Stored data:
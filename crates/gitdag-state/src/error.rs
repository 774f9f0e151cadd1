//! Error types for state-store operations.

use thiserror::Error;

/// Errors that can occur during state-store operations.
#[derive(Debug, Error)]
pub enum StateError {
    /// Serialization or deserialization failure.
    #[error("serialization error: {0}")]
    Serialization(String),

    /// I/O error during file-based state operations.
    #[error("io error: {0}")]
    Io(#[from] std::io::Error),
}

/// Convenience type alias for state operations.
pub type StateResult<T> = std::result::Result<T, StateError>;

• Required action: For this exercise, output the entries above exactly as written.

• Response to the task:
filename crates/gitdag-state/src/error.rs
repository 774f9f0e151cadd1
//! Error types for state-store operations.

use thiserror::Error;

/// Errors that can occur during state-store operations.
#[derive(Debug, Error)]
pub enum StateError {
    /// Serialization or deserialization failure.
    #[error("serialization error: {0}")]
    Serialization(String),

    /// I/O error during file-based state operations.
    #[error("io error: {0}")]
    Io(#[from] std::io::Error),
}

/// Convenience type alias for state operations.
pub type StateResult<T> = std::result::Result<T, StateError>;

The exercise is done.